:: Dataset entries
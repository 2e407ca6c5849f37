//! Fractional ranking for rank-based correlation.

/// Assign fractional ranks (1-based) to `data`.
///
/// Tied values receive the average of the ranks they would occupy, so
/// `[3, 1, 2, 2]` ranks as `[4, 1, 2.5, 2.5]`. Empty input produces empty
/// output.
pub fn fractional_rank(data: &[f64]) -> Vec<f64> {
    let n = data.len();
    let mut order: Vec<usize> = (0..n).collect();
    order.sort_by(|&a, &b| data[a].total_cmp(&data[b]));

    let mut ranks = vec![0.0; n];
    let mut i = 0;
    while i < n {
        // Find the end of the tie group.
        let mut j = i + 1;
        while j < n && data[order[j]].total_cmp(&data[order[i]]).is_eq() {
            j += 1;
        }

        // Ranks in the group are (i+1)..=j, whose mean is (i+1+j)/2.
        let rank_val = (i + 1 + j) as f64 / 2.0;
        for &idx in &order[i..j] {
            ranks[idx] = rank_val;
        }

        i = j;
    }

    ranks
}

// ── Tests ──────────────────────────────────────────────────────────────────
::::
:: Dataset entries
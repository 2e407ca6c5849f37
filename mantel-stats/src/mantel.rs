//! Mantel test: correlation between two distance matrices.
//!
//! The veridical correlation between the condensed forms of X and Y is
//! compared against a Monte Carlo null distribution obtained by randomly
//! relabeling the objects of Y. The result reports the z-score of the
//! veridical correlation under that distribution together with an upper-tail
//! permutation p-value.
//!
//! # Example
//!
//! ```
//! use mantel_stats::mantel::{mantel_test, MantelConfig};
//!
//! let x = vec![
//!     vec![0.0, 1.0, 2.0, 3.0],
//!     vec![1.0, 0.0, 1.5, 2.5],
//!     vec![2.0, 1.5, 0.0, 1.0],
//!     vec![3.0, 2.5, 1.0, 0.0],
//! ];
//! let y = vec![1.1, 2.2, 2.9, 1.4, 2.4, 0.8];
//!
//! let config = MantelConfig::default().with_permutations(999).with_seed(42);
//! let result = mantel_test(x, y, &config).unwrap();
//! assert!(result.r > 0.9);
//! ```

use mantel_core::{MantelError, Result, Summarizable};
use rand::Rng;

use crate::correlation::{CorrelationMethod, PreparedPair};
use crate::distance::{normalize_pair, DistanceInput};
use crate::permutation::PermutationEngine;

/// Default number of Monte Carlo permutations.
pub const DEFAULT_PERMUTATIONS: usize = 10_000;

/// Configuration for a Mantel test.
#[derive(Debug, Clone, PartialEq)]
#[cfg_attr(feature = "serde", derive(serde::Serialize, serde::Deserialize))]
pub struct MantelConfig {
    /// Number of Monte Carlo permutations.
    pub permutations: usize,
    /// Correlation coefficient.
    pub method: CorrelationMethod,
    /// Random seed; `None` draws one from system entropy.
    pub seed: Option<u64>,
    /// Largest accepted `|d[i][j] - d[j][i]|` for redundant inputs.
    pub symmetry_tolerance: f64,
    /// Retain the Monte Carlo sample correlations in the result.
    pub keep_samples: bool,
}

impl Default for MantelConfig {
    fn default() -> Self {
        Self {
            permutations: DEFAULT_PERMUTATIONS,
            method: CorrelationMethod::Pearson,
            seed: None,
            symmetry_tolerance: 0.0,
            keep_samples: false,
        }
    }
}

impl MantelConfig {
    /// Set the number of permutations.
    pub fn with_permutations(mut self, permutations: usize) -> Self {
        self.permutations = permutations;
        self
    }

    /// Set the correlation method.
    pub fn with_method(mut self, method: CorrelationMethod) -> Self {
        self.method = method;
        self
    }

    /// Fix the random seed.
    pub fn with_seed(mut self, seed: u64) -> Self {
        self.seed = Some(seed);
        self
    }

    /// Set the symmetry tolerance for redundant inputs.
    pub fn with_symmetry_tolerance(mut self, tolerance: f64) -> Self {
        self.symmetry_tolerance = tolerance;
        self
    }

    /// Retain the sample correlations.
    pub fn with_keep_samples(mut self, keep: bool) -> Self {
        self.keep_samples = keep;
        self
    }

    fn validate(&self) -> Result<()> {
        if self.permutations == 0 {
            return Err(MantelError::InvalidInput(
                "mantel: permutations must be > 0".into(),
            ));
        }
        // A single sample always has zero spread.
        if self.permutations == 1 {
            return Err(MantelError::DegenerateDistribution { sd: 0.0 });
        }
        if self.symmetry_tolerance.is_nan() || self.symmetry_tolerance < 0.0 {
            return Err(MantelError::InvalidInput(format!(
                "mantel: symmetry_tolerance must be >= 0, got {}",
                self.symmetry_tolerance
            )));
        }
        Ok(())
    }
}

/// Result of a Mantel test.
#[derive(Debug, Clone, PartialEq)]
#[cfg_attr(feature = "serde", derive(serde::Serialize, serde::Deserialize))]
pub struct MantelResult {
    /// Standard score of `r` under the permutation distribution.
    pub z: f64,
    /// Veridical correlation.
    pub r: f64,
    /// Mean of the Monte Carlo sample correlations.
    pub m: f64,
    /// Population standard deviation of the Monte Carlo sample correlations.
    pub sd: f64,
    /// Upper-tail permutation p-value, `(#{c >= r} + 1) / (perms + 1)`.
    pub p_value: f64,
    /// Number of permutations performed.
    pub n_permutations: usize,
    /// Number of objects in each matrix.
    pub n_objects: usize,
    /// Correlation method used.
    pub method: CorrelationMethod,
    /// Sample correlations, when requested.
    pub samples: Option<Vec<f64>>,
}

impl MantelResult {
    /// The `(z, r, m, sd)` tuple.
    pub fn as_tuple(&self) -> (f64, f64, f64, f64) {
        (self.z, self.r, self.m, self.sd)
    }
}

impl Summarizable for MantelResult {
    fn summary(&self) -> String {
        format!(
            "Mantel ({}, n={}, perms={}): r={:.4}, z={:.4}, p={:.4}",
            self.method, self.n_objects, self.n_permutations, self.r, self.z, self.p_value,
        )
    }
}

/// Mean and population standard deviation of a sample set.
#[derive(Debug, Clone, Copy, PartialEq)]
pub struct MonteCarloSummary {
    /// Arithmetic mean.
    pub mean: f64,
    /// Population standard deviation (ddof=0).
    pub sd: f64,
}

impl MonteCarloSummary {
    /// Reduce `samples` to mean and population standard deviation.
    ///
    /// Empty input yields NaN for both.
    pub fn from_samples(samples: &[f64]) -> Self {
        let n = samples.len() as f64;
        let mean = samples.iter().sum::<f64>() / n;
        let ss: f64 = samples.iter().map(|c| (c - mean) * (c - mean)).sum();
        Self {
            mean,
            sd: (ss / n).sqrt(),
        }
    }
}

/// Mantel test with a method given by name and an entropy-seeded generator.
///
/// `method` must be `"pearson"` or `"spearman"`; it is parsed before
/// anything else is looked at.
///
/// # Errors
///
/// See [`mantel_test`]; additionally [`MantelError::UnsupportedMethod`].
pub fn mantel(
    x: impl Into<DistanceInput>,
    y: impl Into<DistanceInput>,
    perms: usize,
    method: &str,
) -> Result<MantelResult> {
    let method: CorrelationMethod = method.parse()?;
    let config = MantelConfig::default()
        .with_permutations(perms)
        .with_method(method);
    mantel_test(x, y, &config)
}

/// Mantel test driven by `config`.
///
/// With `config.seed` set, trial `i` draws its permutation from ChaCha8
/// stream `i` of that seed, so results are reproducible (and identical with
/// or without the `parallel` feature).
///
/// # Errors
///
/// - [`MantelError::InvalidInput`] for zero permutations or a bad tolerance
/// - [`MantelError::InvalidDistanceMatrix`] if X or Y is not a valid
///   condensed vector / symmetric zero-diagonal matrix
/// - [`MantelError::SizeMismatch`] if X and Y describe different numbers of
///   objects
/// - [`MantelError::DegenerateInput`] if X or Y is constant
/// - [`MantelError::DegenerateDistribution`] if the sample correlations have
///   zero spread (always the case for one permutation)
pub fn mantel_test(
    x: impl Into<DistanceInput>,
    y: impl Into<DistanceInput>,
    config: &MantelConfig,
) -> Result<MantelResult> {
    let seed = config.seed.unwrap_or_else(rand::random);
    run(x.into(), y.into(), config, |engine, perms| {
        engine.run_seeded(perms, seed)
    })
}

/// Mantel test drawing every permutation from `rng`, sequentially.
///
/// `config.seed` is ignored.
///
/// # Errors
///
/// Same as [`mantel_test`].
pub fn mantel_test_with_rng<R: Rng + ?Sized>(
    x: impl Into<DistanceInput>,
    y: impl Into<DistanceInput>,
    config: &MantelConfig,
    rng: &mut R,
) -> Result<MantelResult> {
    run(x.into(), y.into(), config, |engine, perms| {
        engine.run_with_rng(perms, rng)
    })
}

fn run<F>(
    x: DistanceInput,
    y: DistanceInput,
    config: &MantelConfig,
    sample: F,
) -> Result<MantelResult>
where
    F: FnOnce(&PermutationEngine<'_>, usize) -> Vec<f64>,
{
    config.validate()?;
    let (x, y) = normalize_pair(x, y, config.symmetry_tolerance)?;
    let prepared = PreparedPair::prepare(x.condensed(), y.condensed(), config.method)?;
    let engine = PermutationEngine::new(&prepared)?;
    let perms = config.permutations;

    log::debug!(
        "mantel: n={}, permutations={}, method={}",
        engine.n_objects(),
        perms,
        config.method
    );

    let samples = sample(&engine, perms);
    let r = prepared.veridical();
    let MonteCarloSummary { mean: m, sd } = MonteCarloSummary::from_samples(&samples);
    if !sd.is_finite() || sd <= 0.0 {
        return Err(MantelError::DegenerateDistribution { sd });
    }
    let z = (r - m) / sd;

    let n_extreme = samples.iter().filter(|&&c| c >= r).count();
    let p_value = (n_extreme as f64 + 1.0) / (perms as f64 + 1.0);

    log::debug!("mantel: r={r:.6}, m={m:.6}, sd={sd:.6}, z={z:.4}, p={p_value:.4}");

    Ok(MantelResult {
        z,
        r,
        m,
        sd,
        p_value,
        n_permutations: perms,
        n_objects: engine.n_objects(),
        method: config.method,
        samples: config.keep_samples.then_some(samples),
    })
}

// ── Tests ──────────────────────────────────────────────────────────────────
::::
:: Dataset entries
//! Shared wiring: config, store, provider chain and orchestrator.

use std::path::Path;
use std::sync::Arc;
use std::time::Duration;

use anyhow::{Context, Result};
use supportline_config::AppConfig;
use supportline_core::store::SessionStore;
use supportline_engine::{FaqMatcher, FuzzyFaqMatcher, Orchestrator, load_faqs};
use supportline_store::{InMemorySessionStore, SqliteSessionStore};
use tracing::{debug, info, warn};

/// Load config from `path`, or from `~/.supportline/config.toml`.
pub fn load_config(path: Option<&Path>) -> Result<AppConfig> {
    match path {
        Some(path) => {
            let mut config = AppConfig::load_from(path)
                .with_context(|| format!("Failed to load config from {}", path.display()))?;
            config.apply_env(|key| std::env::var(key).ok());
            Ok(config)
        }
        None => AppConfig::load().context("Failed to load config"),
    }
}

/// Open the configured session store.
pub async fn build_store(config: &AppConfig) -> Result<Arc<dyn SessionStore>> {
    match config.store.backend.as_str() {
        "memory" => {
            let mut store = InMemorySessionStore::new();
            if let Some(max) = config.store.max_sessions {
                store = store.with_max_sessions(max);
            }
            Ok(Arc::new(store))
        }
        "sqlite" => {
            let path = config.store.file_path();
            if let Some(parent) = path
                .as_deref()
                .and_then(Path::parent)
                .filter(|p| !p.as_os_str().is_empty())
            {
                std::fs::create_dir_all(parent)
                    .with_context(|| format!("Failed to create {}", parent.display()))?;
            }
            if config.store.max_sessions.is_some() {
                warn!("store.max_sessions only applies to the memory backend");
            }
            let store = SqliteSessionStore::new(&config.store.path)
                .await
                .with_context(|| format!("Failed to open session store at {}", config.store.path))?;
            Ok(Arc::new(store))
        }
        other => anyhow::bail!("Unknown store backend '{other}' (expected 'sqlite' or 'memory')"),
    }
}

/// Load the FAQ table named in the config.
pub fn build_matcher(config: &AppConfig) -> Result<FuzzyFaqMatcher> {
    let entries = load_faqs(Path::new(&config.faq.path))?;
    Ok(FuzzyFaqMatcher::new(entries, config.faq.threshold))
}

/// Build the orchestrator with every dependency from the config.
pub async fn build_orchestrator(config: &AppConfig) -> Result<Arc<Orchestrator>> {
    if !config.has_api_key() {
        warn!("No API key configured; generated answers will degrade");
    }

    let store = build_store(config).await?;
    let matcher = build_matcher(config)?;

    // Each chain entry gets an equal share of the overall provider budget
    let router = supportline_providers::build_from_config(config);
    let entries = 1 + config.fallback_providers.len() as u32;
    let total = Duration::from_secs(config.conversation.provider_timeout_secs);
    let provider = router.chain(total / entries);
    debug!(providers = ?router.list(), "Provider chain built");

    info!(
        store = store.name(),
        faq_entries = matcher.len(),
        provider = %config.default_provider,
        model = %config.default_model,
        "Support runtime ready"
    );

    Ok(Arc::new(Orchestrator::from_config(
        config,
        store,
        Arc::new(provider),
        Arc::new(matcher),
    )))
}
::::
Activity: Give only the lines from the one holding "if let Some(max)" through the one holding "if let Some(parent) = path", each restated exactly as it appears above.

Exercise answer:
            if let Some(max) = config.store.max_sessions {
                store = store.with_max_sessions(max);
            }
            Ok(Arc::new(store))
        }
        "sqlite" => {
            let path = config.store.file_path();
            if let Some(parent) = path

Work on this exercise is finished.